[Exercise directions]: While reading the listing below, count how many lines hold the word "once", and answer with the number only.

........

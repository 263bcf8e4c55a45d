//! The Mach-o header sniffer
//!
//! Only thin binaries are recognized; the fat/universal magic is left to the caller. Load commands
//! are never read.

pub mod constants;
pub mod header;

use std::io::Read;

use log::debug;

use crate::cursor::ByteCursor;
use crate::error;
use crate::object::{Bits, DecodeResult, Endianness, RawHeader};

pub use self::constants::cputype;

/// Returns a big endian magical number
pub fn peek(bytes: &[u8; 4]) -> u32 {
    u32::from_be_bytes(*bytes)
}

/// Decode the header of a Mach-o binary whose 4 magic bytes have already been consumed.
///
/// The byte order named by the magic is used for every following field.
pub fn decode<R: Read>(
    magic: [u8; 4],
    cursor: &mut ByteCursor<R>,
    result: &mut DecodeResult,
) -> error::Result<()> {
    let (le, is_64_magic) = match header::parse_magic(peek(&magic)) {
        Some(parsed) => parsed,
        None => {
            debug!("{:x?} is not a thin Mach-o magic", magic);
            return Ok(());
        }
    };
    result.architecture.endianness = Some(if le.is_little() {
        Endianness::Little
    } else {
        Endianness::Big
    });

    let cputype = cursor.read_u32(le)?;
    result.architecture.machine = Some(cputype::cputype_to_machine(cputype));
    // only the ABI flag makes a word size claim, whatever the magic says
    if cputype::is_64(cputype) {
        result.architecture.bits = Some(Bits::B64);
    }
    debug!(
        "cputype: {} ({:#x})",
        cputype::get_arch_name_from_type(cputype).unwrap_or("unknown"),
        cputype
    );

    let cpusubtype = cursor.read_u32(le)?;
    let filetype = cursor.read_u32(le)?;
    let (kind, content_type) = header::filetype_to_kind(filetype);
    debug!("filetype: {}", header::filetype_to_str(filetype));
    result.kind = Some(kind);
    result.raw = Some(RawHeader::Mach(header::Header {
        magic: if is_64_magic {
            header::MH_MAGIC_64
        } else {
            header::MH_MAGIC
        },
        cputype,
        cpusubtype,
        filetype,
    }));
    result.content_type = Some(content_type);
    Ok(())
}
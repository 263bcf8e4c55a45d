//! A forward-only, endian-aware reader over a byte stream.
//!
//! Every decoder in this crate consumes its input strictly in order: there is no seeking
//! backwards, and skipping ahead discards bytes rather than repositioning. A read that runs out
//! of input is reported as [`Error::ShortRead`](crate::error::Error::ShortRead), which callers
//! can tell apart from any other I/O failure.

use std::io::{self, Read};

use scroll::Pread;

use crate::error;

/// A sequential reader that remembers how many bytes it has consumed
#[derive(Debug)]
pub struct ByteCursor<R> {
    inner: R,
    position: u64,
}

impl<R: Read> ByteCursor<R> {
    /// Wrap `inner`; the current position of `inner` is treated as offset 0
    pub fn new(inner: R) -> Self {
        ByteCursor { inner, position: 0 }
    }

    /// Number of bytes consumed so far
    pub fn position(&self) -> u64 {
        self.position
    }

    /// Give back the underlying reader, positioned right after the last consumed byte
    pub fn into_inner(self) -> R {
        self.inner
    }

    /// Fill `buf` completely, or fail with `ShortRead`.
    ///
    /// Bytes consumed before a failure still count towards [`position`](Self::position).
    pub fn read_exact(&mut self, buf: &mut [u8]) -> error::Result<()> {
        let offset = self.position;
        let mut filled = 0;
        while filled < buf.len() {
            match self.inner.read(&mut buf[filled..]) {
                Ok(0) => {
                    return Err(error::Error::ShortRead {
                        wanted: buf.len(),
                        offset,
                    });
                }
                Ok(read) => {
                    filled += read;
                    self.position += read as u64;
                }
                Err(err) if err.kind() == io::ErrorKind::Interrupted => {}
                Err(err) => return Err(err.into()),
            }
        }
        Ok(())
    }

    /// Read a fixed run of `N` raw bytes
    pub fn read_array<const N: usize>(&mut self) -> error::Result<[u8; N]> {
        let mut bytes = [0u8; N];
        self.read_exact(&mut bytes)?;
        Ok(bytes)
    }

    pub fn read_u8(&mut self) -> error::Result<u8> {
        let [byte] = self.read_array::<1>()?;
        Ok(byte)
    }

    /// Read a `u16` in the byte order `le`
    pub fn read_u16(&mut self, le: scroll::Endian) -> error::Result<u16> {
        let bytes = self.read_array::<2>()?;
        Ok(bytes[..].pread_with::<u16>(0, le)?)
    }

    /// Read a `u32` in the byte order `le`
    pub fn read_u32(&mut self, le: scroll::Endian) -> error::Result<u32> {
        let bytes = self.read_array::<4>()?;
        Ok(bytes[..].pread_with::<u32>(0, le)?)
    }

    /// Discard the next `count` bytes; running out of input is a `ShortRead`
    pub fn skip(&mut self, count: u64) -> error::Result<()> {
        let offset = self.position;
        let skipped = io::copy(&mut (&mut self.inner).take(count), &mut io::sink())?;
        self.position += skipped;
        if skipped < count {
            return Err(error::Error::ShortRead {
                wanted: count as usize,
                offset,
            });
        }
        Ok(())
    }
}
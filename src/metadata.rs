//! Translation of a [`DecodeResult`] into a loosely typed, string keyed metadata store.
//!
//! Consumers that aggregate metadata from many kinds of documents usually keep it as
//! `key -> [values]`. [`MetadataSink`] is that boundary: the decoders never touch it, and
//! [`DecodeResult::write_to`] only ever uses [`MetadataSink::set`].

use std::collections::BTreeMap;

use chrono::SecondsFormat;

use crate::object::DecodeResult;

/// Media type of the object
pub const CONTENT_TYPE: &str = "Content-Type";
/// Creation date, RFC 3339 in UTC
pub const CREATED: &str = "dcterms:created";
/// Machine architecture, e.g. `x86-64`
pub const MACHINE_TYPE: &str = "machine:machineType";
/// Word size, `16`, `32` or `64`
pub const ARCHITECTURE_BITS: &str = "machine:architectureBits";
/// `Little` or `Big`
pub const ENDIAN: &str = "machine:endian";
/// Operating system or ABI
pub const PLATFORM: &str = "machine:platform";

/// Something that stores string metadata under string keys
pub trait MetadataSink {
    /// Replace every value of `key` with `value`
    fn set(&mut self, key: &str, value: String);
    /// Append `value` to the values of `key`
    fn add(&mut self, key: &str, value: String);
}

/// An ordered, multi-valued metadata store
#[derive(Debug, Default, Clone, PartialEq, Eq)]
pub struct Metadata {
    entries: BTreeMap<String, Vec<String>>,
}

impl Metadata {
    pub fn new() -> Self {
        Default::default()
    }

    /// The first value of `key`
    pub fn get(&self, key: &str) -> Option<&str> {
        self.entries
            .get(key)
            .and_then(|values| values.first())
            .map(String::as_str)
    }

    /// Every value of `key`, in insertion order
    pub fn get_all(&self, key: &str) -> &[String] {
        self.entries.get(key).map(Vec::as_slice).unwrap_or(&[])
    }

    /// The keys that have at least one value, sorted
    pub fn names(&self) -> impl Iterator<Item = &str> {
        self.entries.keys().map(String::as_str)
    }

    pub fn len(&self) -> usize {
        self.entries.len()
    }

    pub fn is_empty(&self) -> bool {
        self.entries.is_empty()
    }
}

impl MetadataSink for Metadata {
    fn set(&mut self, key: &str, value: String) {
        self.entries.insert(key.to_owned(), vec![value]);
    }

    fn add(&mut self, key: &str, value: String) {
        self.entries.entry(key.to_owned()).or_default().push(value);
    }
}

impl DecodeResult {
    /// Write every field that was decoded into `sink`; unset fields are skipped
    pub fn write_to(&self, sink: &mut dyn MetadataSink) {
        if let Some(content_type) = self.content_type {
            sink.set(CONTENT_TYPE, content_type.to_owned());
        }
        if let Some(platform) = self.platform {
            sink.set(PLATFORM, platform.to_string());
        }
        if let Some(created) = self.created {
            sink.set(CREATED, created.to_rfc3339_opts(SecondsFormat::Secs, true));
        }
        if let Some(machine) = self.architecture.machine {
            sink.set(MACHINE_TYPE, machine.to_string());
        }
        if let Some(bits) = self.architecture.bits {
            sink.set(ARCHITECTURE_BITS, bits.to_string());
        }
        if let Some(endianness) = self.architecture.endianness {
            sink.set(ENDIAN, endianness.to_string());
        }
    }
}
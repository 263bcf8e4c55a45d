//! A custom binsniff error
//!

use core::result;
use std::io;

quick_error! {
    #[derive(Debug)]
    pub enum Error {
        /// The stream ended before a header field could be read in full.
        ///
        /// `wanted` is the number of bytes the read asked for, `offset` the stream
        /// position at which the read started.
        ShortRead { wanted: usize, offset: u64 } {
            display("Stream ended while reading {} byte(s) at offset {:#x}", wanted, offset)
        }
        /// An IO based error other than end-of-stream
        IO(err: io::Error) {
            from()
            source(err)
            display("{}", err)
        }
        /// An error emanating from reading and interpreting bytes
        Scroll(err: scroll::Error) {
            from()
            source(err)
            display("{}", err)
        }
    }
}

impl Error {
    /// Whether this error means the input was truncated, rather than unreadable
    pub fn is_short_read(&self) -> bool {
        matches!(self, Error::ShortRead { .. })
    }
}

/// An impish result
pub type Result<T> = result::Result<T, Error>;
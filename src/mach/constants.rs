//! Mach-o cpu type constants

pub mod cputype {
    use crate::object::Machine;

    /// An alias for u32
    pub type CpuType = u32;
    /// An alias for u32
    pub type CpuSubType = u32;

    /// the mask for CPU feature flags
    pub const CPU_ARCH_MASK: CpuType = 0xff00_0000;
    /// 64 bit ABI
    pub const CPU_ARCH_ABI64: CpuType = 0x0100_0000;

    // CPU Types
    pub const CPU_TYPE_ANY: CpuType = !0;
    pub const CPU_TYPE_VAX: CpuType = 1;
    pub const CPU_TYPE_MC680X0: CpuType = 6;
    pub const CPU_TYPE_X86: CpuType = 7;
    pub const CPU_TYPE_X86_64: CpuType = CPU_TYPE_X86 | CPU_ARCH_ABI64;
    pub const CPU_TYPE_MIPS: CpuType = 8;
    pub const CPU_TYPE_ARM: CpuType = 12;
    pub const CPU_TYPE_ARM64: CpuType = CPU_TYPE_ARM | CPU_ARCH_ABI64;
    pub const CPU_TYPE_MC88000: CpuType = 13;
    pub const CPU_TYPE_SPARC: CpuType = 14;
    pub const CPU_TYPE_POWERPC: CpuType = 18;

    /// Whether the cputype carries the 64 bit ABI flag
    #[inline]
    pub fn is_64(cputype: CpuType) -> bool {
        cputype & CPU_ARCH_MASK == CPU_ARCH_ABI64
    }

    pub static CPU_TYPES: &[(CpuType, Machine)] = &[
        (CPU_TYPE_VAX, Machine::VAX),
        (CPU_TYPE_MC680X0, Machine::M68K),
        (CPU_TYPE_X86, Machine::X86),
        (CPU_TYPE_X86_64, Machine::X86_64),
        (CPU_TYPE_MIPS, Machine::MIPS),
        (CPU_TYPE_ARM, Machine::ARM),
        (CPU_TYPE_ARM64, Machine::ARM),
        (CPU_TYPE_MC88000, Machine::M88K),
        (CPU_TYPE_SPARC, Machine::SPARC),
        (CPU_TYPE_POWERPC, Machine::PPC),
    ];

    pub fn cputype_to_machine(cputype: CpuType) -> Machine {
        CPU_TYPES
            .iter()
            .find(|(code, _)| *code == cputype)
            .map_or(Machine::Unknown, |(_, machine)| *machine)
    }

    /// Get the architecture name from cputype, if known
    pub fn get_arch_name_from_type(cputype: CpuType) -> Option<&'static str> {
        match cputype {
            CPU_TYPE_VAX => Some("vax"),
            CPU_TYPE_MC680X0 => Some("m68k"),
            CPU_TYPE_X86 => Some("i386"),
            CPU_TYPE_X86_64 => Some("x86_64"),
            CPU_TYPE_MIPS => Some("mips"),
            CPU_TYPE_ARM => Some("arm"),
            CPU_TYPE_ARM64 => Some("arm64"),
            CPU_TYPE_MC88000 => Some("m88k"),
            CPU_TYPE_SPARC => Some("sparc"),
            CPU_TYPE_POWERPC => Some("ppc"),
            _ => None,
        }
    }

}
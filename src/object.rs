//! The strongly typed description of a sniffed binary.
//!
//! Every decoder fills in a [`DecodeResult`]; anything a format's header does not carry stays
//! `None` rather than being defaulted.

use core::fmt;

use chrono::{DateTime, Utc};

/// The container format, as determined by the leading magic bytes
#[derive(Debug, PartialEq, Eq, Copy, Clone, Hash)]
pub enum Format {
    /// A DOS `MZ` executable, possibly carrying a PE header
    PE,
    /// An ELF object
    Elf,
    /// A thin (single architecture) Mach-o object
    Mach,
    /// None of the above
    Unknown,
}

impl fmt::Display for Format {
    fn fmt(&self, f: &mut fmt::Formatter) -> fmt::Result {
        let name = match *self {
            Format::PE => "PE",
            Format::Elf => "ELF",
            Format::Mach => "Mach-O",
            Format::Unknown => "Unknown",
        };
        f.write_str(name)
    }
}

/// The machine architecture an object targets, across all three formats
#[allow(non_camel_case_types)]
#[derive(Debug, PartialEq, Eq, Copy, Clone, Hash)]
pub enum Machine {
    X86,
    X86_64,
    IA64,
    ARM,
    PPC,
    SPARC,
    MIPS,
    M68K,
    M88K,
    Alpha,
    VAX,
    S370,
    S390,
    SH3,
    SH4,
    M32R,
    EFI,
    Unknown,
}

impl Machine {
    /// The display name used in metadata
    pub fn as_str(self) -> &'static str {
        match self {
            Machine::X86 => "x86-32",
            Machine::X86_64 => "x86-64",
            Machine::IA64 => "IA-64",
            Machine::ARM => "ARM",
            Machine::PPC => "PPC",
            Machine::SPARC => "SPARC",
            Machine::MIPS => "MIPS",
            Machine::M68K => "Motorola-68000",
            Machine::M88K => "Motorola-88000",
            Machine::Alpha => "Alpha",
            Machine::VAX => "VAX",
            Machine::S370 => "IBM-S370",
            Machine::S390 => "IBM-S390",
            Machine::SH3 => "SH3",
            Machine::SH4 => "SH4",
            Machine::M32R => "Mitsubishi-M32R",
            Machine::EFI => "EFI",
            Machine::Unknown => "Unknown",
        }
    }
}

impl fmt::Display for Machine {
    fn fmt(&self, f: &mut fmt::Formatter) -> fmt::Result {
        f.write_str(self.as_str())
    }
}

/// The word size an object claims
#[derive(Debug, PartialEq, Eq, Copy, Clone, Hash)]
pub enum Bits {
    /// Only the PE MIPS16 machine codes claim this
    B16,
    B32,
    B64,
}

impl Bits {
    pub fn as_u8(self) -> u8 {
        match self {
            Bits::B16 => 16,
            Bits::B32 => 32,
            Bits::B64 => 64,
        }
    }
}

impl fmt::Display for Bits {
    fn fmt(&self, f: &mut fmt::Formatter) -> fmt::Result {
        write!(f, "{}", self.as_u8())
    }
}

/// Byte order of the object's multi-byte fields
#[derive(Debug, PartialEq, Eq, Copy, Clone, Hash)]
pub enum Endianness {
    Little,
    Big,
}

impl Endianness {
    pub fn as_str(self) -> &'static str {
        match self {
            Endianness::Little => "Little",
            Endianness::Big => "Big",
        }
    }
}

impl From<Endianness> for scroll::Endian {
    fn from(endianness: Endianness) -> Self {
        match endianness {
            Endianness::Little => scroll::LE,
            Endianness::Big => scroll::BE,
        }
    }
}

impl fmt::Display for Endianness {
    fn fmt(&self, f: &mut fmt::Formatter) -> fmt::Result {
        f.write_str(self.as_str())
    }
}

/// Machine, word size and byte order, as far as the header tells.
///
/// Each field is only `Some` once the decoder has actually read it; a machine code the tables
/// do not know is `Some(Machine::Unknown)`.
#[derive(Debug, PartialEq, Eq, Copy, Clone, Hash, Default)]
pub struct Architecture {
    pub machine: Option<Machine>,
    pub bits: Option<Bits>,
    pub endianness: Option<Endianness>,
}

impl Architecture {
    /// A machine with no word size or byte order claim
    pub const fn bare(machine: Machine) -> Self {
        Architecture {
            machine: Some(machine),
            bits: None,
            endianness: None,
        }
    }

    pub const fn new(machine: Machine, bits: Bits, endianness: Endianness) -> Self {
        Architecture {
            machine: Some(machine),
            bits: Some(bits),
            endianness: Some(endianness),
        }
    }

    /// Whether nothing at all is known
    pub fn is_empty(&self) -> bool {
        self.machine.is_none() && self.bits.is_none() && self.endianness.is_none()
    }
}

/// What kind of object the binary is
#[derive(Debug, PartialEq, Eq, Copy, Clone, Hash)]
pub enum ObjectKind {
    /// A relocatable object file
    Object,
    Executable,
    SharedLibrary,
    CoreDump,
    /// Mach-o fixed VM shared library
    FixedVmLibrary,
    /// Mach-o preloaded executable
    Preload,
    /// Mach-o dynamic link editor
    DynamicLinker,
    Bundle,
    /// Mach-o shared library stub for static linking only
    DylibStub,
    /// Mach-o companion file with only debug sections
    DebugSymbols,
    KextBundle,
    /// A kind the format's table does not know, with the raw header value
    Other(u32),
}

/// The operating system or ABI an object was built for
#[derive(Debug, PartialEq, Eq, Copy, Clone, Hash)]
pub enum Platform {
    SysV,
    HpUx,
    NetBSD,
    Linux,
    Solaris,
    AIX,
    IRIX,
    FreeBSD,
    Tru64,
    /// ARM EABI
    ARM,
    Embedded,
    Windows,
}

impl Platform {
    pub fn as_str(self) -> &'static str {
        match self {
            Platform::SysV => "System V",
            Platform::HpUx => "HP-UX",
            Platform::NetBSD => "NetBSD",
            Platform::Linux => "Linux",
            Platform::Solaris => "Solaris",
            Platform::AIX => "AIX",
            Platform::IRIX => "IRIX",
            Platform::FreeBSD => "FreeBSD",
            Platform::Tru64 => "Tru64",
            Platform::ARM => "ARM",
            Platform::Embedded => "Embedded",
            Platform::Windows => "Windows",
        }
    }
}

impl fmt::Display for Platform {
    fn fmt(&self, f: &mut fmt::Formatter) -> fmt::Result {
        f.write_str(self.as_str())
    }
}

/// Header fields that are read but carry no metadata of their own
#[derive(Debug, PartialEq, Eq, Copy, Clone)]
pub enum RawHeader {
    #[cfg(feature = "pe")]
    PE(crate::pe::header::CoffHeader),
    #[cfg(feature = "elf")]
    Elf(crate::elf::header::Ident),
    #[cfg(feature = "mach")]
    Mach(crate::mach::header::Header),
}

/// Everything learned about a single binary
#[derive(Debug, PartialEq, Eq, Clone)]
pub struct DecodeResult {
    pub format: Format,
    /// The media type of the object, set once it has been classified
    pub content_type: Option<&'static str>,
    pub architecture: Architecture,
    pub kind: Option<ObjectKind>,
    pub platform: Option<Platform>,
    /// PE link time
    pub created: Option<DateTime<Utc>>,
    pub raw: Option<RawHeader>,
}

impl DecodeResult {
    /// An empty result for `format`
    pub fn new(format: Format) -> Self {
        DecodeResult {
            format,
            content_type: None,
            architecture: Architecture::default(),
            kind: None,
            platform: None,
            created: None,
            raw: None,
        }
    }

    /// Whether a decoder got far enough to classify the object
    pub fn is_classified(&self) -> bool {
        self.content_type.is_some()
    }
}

........

[Answer to this problem]: 2